**AIM OF THE EXERCISE**
The entries follow. Print each one exactly.

---------- RECORDS SUPPLIED

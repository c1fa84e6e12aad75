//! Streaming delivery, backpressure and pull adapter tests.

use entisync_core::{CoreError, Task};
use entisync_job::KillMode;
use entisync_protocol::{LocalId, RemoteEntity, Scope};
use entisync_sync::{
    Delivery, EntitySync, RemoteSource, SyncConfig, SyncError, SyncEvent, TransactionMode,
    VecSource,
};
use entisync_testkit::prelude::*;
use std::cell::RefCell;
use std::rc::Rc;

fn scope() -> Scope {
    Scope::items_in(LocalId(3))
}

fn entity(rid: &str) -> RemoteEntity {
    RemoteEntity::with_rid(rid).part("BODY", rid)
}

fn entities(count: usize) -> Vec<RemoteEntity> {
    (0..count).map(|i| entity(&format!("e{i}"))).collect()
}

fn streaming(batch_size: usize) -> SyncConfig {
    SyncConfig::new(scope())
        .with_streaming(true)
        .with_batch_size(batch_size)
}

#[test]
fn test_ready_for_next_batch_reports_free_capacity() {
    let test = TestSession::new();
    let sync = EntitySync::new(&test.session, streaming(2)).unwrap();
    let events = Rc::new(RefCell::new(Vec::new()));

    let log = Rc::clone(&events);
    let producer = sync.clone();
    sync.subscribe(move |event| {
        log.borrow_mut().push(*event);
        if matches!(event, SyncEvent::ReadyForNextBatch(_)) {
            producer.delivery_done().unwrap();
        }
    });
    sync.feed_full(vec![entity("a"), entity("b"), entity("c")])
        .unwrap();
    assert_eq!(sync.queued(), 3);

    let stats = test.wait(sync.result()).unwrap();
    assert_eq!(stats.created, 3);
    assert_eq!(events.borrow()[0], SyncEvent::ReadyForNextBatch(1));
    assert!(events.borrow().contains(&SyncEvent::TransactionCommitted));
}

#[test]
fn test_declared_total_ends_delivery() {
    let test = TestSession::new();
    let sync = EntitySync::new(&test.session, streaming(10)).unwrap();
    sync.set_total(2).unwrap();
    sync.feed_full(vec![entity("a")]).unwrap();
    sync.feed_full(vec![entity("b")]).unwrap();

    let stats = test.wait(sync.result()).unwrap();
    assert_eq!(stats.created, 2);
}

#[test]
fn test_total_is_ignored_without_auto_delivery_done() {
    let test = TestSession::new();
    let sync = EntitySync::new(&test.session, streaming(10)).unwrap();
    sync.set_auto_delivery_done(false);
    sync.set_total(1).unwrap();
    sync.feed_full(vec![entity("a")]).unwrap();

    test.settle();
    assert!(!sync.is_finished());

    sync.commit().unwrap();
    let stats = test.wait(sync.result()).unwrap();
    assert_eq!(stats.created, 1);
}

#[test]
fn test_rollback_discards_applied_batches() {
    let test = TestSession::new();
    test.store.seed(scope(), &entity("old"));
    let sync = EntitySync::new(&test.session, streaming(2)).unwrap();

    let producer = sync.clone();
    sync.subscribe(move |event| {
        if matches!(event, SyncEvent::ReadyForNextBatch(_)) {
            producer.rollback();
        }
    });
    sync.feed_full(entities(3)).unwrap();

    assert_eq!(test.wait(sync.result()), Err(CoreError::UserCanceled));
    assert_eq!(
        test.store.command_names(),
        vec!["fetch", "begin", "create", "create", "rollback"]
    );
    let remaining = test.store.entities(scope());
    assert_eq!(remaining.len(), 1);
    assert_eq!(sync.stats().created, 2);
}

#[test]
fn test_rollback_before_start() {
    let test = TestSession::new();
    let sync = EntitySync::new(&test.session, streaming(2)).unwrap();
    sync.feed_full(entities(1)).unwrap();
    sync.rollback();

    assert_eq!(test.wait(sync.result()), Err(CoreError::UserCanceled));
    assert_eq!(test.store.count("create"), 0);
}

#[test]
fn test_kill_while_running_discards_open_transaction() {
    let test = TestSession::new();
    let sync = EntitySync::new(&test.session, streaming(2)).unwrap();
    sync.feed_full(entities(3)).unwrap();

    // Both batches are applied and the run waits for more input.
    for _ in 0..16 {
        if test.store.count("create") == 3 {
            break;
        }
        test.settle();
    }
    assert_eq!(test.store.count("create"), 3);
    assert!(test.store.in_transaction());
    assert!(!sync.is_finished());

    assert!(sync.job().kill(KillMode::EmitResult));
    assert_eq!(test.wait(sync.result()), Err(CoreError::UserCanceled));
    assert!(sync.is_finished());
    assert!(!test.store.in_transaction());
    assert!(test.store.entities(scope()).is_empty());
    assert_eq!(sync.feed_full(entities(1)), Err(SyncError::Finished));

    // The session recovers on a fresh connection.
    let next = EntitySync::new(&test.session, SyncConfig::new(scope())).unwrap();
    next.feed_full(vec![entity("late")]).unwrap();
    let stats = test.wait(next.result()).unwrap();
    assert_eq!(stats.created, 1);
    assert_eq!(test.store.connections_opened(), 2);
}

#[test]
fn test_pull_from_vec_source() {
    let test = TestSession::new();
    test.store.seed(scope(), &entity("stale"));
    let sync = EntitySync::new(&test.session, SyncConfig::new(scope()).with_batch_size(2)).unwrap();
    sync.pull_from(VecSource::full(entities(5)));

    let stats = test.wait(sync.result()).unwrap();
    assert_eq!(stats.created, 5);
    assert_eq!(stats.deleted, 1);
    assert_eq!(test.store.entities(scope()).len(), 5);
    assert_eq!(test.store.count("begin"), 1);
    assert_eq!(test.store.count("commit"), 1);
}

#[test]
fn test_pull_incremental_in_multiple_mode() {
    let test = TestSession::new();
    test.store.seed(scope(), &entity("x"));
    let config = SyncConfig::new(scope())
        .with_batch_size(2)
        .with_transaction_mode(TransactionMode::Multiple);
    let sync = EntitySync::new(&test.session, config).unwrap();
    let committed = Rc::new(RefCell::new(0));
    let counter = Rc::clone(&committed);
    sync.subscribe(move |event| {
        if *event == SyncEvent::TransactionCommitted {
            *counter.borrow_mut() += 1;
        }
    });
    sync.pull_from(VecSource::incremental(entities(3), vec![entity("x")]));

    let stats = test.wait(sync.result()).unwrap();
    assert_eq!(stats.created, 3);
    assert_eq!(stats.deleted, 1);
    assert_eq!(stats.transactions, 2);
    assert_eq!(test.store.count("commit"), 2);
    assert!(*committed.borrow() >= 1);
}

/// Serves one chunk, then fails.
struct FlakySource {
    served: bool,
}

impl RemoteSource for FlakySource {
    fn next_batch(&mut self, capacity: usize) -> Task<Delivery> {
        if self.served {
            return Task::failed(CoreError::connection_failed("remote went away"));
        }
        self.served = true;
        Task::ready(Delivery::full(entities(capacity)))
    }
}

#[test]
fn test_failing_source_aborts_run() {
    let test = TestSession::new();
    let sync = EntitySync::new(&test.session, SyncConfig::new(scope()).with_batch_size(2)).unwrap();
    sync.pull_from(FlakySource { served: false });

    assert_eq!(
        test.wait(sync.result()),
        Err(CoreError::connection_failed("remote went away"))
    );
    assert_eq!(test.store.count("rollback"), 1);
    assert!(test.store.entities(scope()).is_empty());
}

--------------------

**EXERCISE RESULT**
repository c1fa84e6e12aad75
//! Streaming delivery, backpressure and pull adapter tests.

use entisync_core::{CoreError, Task};
use entisync_job::KillMode;
use entisync_protocol::{LocalId, RemoteEntity, Scope};
use entisync_sync::{
    Delivery, EntitySync, RemoteSource, SyncConfig, SyncError, SyncEvent, TransactionMode,
    VecSource,
};
use entisync_testkit::prelude::*;
use std::cell::RefCell;
use std::rc::Rc;

fn scope() -> Scope {
    Scope::items_in(LocalId(3))
}

fn entity(rid: &str) -> RemoteEntity {
    RemoteEntity::with_rid(rid).part("BODY", rid)
}

fn entities(count: usize) -> Vec<RemoteEntity> {
    (0..count).map(|i| entity(&format!("e{i}"))).collect()
}

fn streaming(batch_size: usize) -> SyncConfig {
    SyncConfig::new(scope())
        .with_streaming(true)
        .with_batch_size(batch_size)
}

#[test]
fn test_ready_for_next_batch_reports_free_capacity() {
    let test = TestSession::new();
    let sync = EntitySync::new(&test.session, streaming(2)).unwrap();
    let events = Rc::new(RefCell::new(Vec::new()));

    let log = Rc::clone(&events);
    let producer = sync.clone();
    sync.subscribe(move |event| {
        log.borrow_mut().push(*event);
        if matches!(event, SyncEvent::ReadyForNextBatch(_)) {
            producer.delivery_done().unwrap();
        }
    });
    sync.feed_full(vec![entity("a"), entity("b"), entity("c")])
        .unwrap();
    assert_eq!(sync.queued(), 3);

    let stats = test.wait(sync.result()).unwrap();
    assert_eq!(stats.created, 3);
    assert_eq!(events.borrow()[0], SyncEvent::ReadyForNextBatch(1));
    assert!(events.borrow().contains(&SyncEvent::TransactionCommitted));
}

#[test]
fn test_declared_total_ends_delivery() {
    let test = TestSession::new();
    let sync = EntitySync::new(&test.session, streaming(10)).unwrap();
    sync.set_total(2).unwrap();
    sync.feed_full(vec![entity("a")]).unwrap();
    sync.feed_full(vec![entity("b")]).unwrap();

    let stats = test.wait(sync.result()).unwrap();
    assert_eq!(stats.created, 2);
}

#[test]
fn test_total_is_ignored_without_auto_delivery_done() {
    let test = TestSession::new();
    let sync = EntitySync::new(&test.session, streaming(10)).unwrap();
    sync.set_auto_delivery_done(false);
    sync.set_total(1).unwrap();
    sync.feed_full(vec![entity("a")]).unwrap();

    test.settle();
    assert!(!sync.is_finished());

    sync.commit().unwrap();
    let stats = test.wait(sync.result()).unwrap();
    assert_eq!(stats.created, 1);
}

#[test]
fn test_rollback_discards_applied_batches() {
    let test = TestSession::new();
    test.store.seed(scope(), &entity("old"));
    let sync = EntitySync::new(&test.session, streaming(2)).unwrap();

    let producer = sync.clone();
    sync.subscribe(move |event| {
        if matches!(event, SyncEvent::ReadyForNextBatch(_)) {
            producer.rollback();
        }
    });
    sync.feed_full(entities(3)).unwrap();

    assert_eq!(test.wait(sync.result()), Err(CoreError::UserCanceled));
    assert_eq!(
        test.store.command_names(),
        vec!["fetch", "begin", "create", "create", "rollback"]
    );
    let remaining = test.store.entities(scope());
    assert_eq!(remaining.len(), 1);
    assert_eq!(sync.stats().created, 2);
}

#[test]
fn test_rollback_before_start() {
    let test = TestSession::new();
    let sync = EntitySync::new(&test.session, streaming(2)).unwrap();
    sync.feed_full(entities(1)).unwrap();
    sync.rollback();

    assert_eq!(test.wait(sync.result()), Err(CoreError::UserCanceled));
    assert_eq!(test.store.count("create"), 0);
}

#[test]
fn test_kill_while_running_discards_open_transaction() {
    let test = TestSession::new();
    let sync = EntitySync::new(&test.session, streaming(2)).unwrap();
    sync.feed_full(entities(3)).unwrap();

    // Both batches are applied and the run waits for more input.
    for _ in 0..16 {
        if test.store.count("create") == 3 {
            break;
        }
        test.settle();
    }
    assert_eq!(test.store.count("create"), 3);
    assert!(test.store.in_transaction());
    assert!(!sync.is_finished());

    assert!(sync.job().kill(KillMode::EmitResult));
    assert_eq!(test.wait(sync.result()), Err(CoreError::UserCanceled));
    assert!(sync.is_finished());
    assert!(!test.store.in_transaction());
    assert!(test.store.entities(scope()).is_empty());
    assert_eq!(sync.feed_full(entities(1)), Err(SyncError::Finished));

    // The session recovers on a fresh connection.
    let next = EntitySync::new(&test.session, SyncConfig::new(scope())).unwrap();
    next.feed_full(vec![entity("late")]).unwrap();
    let stats = test.wait(next.result()).unwrap();
    assert_eq!(stats.created, 1);
    assert_eq!(test.store.connections_opened(), 2);
}

#[test]
fn test_pull_from_vec_source() {
    let test = TestSession::new();
    test.store.seed(scope(), &entity("stale"));
    let sync = EntitySync::new(&test.session, SyncConfig::new(scope()).with_batch_size(2)).unwrap();
    sync.pull_from(VecSource::full(entities(5)));

    let stats = test.wait(sync.result()).unwrap();
    assert_eq!(stats.created, 5);
    assert_eq!(stats.deleted, 1);
    assert_eq!(test.store.entities(scope()).len(), 5);
    assert_eq!(test.store.count("begin"), 1);
    assert_eq!(test.store.count("commit"), 1);
}

#[test]
fn test_pull_incremental_in_multiple_mode() {
    let test = TestSession::new();
    test.store.seed(scope(), &entity("x"));
    let config = SyncConfig::new(scope())
        .with_batch_size(2)
        .with_transaction_mode(TransactionMode::Multiple);
    let sync = EntitySync::new(&test.session, config).unwrap();
    let committed = Rc::new(RefCell::new(0));
    let counter = Rc::clone(&committed);
    sync.subscribe(move |event| {
        if *event == SyncEvent::TransactionCommitted {
            *counter.borrow_mut() += 1;
        }
    });
    sync.pull_from(VecSource::incremental(entities(3), vec![entity("x")]));

    let stats = test.wait(sync.result()).unwrap();
    assert_eq!(stats.created, 3);
    assert_eq!(stats.deleted, 1);
    assert_eq!(stats.transactions, 2);
    assert_eq!(test.store.count("commit"), 2);
    assert!(*committed.borrow() >= 1);
}

/// Serves one chunk, then fails.
struct FlakySource {
    served: bool,
}

impl RemoteSource for FlakySource {
    fn next_batch(&mut self, capacity: usize) -> Task<Delivery> {
        if self.served {
            return Task::failed(CoreError::connection_failed("remote went away"));
        }
        self.served = true;
        Task::ready(Delivery::full(entities(capacity)))
    }
}

#[test]
fn test_failing_source_aborts_run() {
    let test = TestSession::new();
    let sync = EntitySync::new(&test.session, SyncConfig::new(scope()).with_batch_size(2)).unwrap();
    sync.pull_from(FlakySource { served: false });

    assert_eq!(
        test.wait(sync.result()),
        Err(CoreError::connection_failed("remote went away"))
    );
    assert_eq!(test.store.count("rollback"), 1);
    assert!(test.store.entities(scope()).is_empty());
}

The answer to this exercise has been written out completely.